Les listes auxquelles nous faisons allusion trompent encore les gens peu éclairés en faisant autant de sectes des noms qui servent à en désigner une seule. Ainsi j'ai remarqué les noms suivants : protestants, réformés, évangéliques, bibliques, calvinistes.
En additionnant, nous avons cinq sectes ; or, celui qui écrit ces pages est tout cela à la fois, bien qu'il n'ait la prétention d'appartenir qu'à une seule Église, savoir : l'Église réformée de France. Que dirait-on de celui qui prétendrait que les mots catholiques, romains, papistes, ultramontains indiquent quatre Églises séparées, tandis qu'ils peuvent être revendiqués par une seule personne ?

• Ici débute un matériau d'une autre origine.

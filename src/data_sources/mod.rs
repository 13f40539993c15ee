//! Read-only data sources.
//!
//! Catalogs list the rate tables as they stand; the menu and the example
//! order are priced through the pricing engine with the upcharge applied.

mod catalog;
mod menu;
mod order;

use std::fmt;
use std::str::FromStr;

use serde::de::DeserializeOwned;
use serde::Serialize;
use serde_json::{Map, Value};

use crate::config::ProviderConfig;
use crate::error::ProviderError;
use crate::schema::{Diagnostic, Schema};
use crate::validation;

pub use catalog::{Catalog, PricedItem};
pub use menu::{Category, MenuItem};
pub use order::{Order, OrderLine};

/// A data source kind served by the provider.
pub trait DataSourceHandler {
    /// Type name used by the host, e.g. `hw_menu`.
    const TYPE_NAME: &'static str;

    /// Arguments read from the data source block.
    type Args: DeserializeOwned;

    /// What the data source produces.
    type Output: Serialize;

    /// The data source schema.
    fn schema() -> Schema;

    /// Produce the data.
    fn read(args: Self::Args, config: &ProviderConfig) -> Result<Self::Output, ProviderError>;
}

/// Every data source served by the provider.
#[derive(Debug, Clone, Copy, PartialEq, Eq, Hash)]
pub enum DataSourceType {
    /// `hw_condiments`
    Condiments,
    /// `hw_deli_meats`
    DeliMeats,
    /// `hw_menu`
    Menu,
    /// `hw_order`
    Order,
}

macro_rules! dispatch {
    ($kind:expr, $handler:ident => $body:expr) => {
        match $kind {
            DataSourceType::Condiments => {
                type $handler = catalog::Condiments;
                $body
            },
            DataSourceType::DeliMeats => {
                type $handler = catalog::DeliMeats;
                $body
            },
            DataSourceType::Menu => {
                type $handler = menu::Menu;
                $body
            },
            DataSourceType::Order => {
                type $handler = order::ExampleOrder;
                $body
            },
        }
    };
}

impl DataSourceType {
    /// All data source types, in registration order.
    pub const ALL: [DataSourceType; 4] = [
        DataSourceType::Condiments,
        DataSourceType::DeliMeats,
        DataSourceType::Menu,
        DataSourceType::Order,
    ];

    /// Type name used by the host.
    pub fn type_name(self) -> &'static str {
        dispatch!(self, H => H::TYPE_NAME)
    }

    /// Schema of this data source.
    pub fn schema(self) -> Schema {
        dispatch!(self, H => H::schema())
    }

    /// Validate a data source block against its schema and argument shape.
    pub fn validate(self, config: &Value) -> Vec<Diagnostic> {
        dispatch!(self, H => validate_with::<H>(config))
    }

    /// Read the data source.
    pub fn read(self, config: &Value, provider: &ProviderConfig) -> Result<Value, ProviderError> {
        dispatch!(self, H => {
            let args = decode::<H>(config)?;
            Ok(serde_json::to_value(H::read(args, provider)?)?)
        })
    }
}

impl FromStr for DataSourceType {
    type Err = ProviderError;

    fn from_str(name: &str) -> Result<Self, Self::Err> {
        DataSourceType::ALL
            .into_iter()
            .find(|kind| kind.type_name() == name)
            .ok_or_else(|| ProviderError::UnknownResource(format!("data source {}", name)))
    }
}

impl fmt::Display for DataSourceType {
    fn fmt(&self, f: &mut fmt::Formatter<'_>) -> fmt::Result {
        f.write_str(self.type_name())
    }
}

fn decode<H: DataSourceHandler>(config: &Value) -> Result<H::Args, ProviderError> {
    // An omitted block reads as an empty one.
    let config = match config {
        Value::Null => Value::Object(Map::new()),
        other => other.clone(),
    };
    serde_json::from_value(config)
        .map_err(|e| ProviderError::InvalidRequest(format!("{}: {}", H::TYPE_NAME, e)))
}

fn validate_with<H: DataSourceHandler>(config: &Value) -> Vec<Diagnostic> {
    let diagnostics = validation::validate(&H::schema(), config);
    if !diagnostics.is_empty() {
        return diagnostics;
    }

    match decode::<H>(config) {
        Ok(_) => diagnostics,
        Err(e) => vec![e.into_diagnostic()],
    }
}

#[cfg(test)]
mod tests {
    use super::*;
    use serde_json::json;

    #[test]
    fn test_type_names_round_trip() {
        for kind in DataSourceType::ALL {
            assert_eq!(kind.type_name().parse::<DataSourceType>().unwrap(), kind);
        }
        assert!("hw_specials".parse::<DataSourceType>().is_err());
    }

    #[test]
    fn test_null_config_reads_as_empty() {
        let data = DataSourceType::Condiments
            .read(&Value::Null, &ProviderConfig::default())
            .unwrap();
        assert!(data["condiments"].is_array());
    }

    #[test]
    fn test_validate() {
        assert!(DataSourceType::Order.validate(&json!({})).is_empty());
        assert!(DataSourceType::Order
            .validate(&json!({"customer": "ana"}))
            .is_empty());

        let diagnostics = DataSourceType::Order.validate(&json!({"customer": 7}));
        assert_eq!(diagnostics.len(), 1);
        assert_eq!(diagnostics[0].attribute, Some("customer".to_string()));
    }
}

Enfin on calomnie les sectes protestantes quand on les représente toujours comme prêtes à s'anathématiser les unes les autres, tandis que leurs divergences ne les empêchent point de s'unir fraternellement, soit pour travailler en commun à des oeuvres de piété et de bienfaisance, soit dans l'intimité plus étroite encore de la prière et de la communion. L'Église réformée de France, en particulier, est heureuse d'offrir ses chaires aux prédicateurs fidèles de toutes les dénominations protestantes ; et la grande réunion oecuménique de l'Alliance évangélique a pour objet spécial de rapprocher les chrétiens de toutes sectes sur le terrain commun de l'orthodoxie évangélique, mettant ainsi en lumière le grand principe de « l'unité de l'Esprit par le lien de la paix. »

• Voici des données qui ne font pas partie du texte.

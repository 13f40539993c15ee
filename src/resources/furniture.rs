//! Dining room furniture, bought in bulk.

use rust_decimal::Decimal;
use serde::{Deserialize, Serialize};

use super::{price_lot, ResourceHandler};
use crate::config::ProviderConfig;
use crate::error::ProviderError;
use crate::pricing::{RateTable, CHAIRS, TABLES};
use crate::schema::{Attribute, Diagnostic, Schema};
use crate::validation::non_negative;

/// State of a lot of tables or chairs.
#[derive(Debug, Clone, PartialEq, Serialize, Deserialize)]
pub struct FurnitureModel {
    pub style: String,
    pub quantity: i64,
    #[serde(default, skip_serializing_if = "Option::is_none")]
    pub cost: Option<Decimal>,
    #[serde(default, skip_serializing_if = "Option::is_none")]
    pub id: Option<String>,
}

fn furniture_schema(noun: &str) -> Schema {
    Schema::v0()
        .with_description(format!("A lot of {}", noun))
        .with_attribute(
            "style",
            Attribute::required_string()
                .with_description("One of `basic`, `standard` or `premium`")
                .with_force_new(),
        )
        .with_attribute("quantity", Attribute::required_int64())
        .with_attribute(
            "cost",
            Attribute::computed_money()
                .with_description(format!("Rate per {} times quantity, plus the upcharge", noun)),
        )
        .with_attribute("id", Attribute::computed_string())
}

fn compute_furniture(
    tag: &str,
    type_name: &str,
    table: &RateTable,
    mut model: FurnitureModel,
    config: &ProviderConfig,
) -> Result<FurnitureModel, ProviderError> {
    let (id, cost) = price_lot(
        tag,
        type_name,
        table,
        &model.style,
        model.quantity,
        model.id.as_deref(),
        config,
    )?;
    model.cost = Some(cost);
    model.id = Some(id);
    Ok(model)
}

pub struct Tables;

impl ResourceHandler for Tables {
    const TYPE_NAME: &'static str = "hw_tables";
    type Model = FurnitureModel;

    fn schema() -> Schema {
        furniture_schema("table")
    }

    fn validate(model: &FurnitureModel) -> Vec<Diagnostic> {
        non_negative("quantity", model.quantity).into_iter().collect()
    }

    fn compute(
        model: FurnitureModel,
        config: &ProviderConfig,
    ) -> Result<FurnitureModel, ProviderError> {
        compute_furniture("tables", Self::TYPE_NAME, &TABLES, model, config)
    }
}

pub struct Chairs;

impl ResourceHandler for Chairs {
    const TYPE_NAME: &'static str = "hw_chairs";
    type Model = FurnitureModel;

    fn schema() -> Schema {
        furniture_schema("chair")
    }

    fn validate(model: &FurnitureModel) -> Vec<Diagnostic> {
        non_negative("quantity", model.quantity).into_iter().collect()
    }

    fn compute(
        model: FurnitureModel,
        config: &ProviderConfig,
    ) -> Result<FurnitureModel, ProviderError> {
        compute_furniture("chairs", Self::TYPE_NAME, &CHAIRS, model, config)
    }
}
use rust_decimal::Decimal;
use serde::{Deserialize, Serialize};

use super::menu::menu;
use super::DataSourceHandler;
use crate::config::ProviderConfig;
use crate::error::ProviderError;
use crate::id::compute_id;
use crate::schema::{Attribute, AttributeFlags, AttributeType, Schema};

/// Customer used when the block names none.
const DEFAULT_CUSTOMER: &str = "guest";

/// What goes into the example order: menu item and quantity.
const ORDER_LINES: &[(&str, u32)] = &[
    ("pastrami_on_rye", 2),
    ("lemonade", 2),
    ("large_chips", 1),
];

/// Arguments of `hw_order`.
#[derive(Debug, Default, Deserialize)]
pub struct OrderArgs {
    #[serde(default)]
    customer: Option<String>,
}

/// One line of an order.
#[derive(Debug, Clone, PartialEq, Eq, Serialize, Deserialize)]
pub struct OrderLine {
    /// Menu item name.
    pub name: String,
    /// How many were ordered.
    pub quantity: u32,
    /// Menu price of one item.
    pub unit_price: Decimal,
    /// `unit_price` times `quantity`.
    pub line_total: Decimal,
}

/// An example order priced from the menu.
#[derive(Debug, Clone, PartialEq, Eq, Serialize, Deserialize)]
pub struct Order {
    /// `order-<customer>-<len>`
    pub id: String,
    /// Who the order is for.
    pub customer: String,
    /// Ordered items.
    pub items: Vec<OrderLine>,
    /// Sum of the line totals.
    pub total: Decimal,
}

impl Order {
    /// Price the example order for `customer` against the current menu.
    pub fn example(customer: &str, upcharge: Decimal) -> Result<Self, ProviderError> {
        let listing = menu(upcharge);
        let items = ORDER_LINES
            .iter()
            .map(|&(name, quantity)| {
                let item = listing
                    .iter()
                    .find(|item| item.name == name)
                    .ok_or_else(|| ProviderError::NotFound(format!("menu item {}", name)))?;
                Ok(OrderLine {
                    name: item.name.clone(),
                    quantity,
                    unit_price: item.price,
                    line_total: item.price * Decimal::from(quantity),
                })
            })
            .collect::<Result<Vec<_>, ProviderError>>()?;
        let total = items.iter().map(|line| line.line_total).sum();

        Ok(Self {
            id: compute_id("order", customer),
            customer: customer.to_string(),
            items,
            total,
        })
    }
}

/// `hw_order`
pub struct ExampleOrder;

impl DataSourceHandler for ExampleOrder {
    const TYPE_NAME: &'static str = "hw_order";
    type Args = OrderArgs;
    type Output = Order;

    fn schema() -> Schema {
        let line = AttributeType::object([
            ("name", AttributeType::String),
            ("quantity", AttributeType::Int64),
            ("unit_price", AttributeType::String),
            ("line_total", AttributeType::String),
        ]);
        Schema::v0()
            .with_description("An example order priced from the menu")
            .with_attribute(
                "customer",
                Attribute::optional_string().with_description(format!(
                    "Who the order is for. Defaults to `{}`",
                    DEFAULT_CUSTOMER
                )),
            )
            .with_attribute("id", Attribute::computed_string())
            .with_attribute(
                "items",
                Attribute::new(AttributeType::list(line), AttributeFlags::computed()),
            )
            .with_attribute("total", Attribute::computed_money())
    }

    fn read(args: OrderArgs, config: &ProviderConfig) -> Result<Order, ProviderError> {
        let customer = args.customer.as_deref().unwrap_or(DEFAULT_CUSTOMER);
        Order::example(customer, config.upcharge)
    }
}
/// Assert that `plan` creates a resource: it has changes and no prior state
/// to replace.
///
/// # Panics
///
/// Panics otherwise.
pub fn assert_plan_creates(plan: &PlanResult) {
    assert!(!plan.changes.is_empty(), "Expected a create plan, got no changes");
    assert!(!plan.requires_replace, "Expected a create plan, got a replacement");
}

/// Assert that `plan` changes nothing.
///
/// # Panics
///
/// Panics if any attribute changes.
pub fn assert_plan_no_changes(plan: &PlanResult) {
    assert!(
        plan.changes.is_empty(),
        "Expected no changes, got {:?}",
        changed_paths(plan)
    );
}

/// Assert that `plan` needs a new resource.
///
/// # Panics
///
/// Panics if the plan updates in place.
pub fn assert_plan_replaces(plan: &PlanResult) {
    assert!(
        plan.requires_replace,
        "Expected a replacement, got an in-place plan changing {:?}",
        changed_paths(plan)
    );
}

/// Assert that `plan` changes something without replacing the resource.
///
/// # Panics
///
/// Panics if the plan is empty or requires replacement.
pub fn assert_plan_updates_in_place(plan: &PlanResult) {
    assert!(!plan.changes.is_empty(), "Expected an update, got no changes");
    assert!(
        !plan.requires_replace,
        "Expected an in-place update, got a replacement"
    );
}

/// Assert that `plan` removes the resource.
///
/// # Panics
///
/// Panics if the planned state is not null.
pub fn assert_plan_deletes(plan: &PlanResult) {
    assert!(
        plan.planned_state.is_null(),
        "Expected a delete plan, got planned state {}",
        plan.planned_state
    );
}

/// Assert that `plan` changes the attribute at `path`.
///
/// # Panics
///
/// Panics if no change has that path.
pub fn assert_plan_changes_attribute(plan: &PlanResult, path: &str) {
    assert!(
        plan.changes.iter().any(|c| c.path == path),
        "Expected '{}' to change, changed attributes are {:?}",
        path,
        changed_paths(plan)
    );
}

Du reste, ce fait apparaîtra d'autant moins surprenant que l'on saura mieux apprécier l'histoire des sectes et leur caractère distinctif. Une étude approfondie de ce sujet important montrera que les différences qui existent entre les protestants tiennent soit à des origines historiques, aux caractères nationaux divers, soit à des divergences relatives au gouvernement ecclésiastique ou à la célébration extérieure du culte, éléments que les protestants considèrent comme étant d'un ordre secondaire quand on les compare aux grands principes fondamentaux de la foi chrétienne qui concernent directement la vie de l'Église.
Les protestants d'Angleterre sont gouvernés par des évêques, ceux de France le sont par des presbytères ; les premiers se mettent à genoux quand ils communient, tandis que les protestants de France se tiennent debout ; les uns ont de longues liturgies, d'autres en ont de courtes, d'autres n'en ont pas du tout.

De bonne foi, écartez ces différences, qui sont peu importantes quand il s'agit du salut et de la vie, et les divergences qui existent entre les Églises protestantes se réduiront à bien peu de chose, comme le prouve d'ailleurs le rapprochement chaque jour progressant qui fait de l'ensemble de ces familles protestantes une grande et compacte unité, que le réveil religieux, l'instruction, le développement de la charité et la bénédiction de Dieu rendent chaque jour plus éclatante et plus féconde.


(1) Entendons-nous bien : catholique, et non catholique romaine.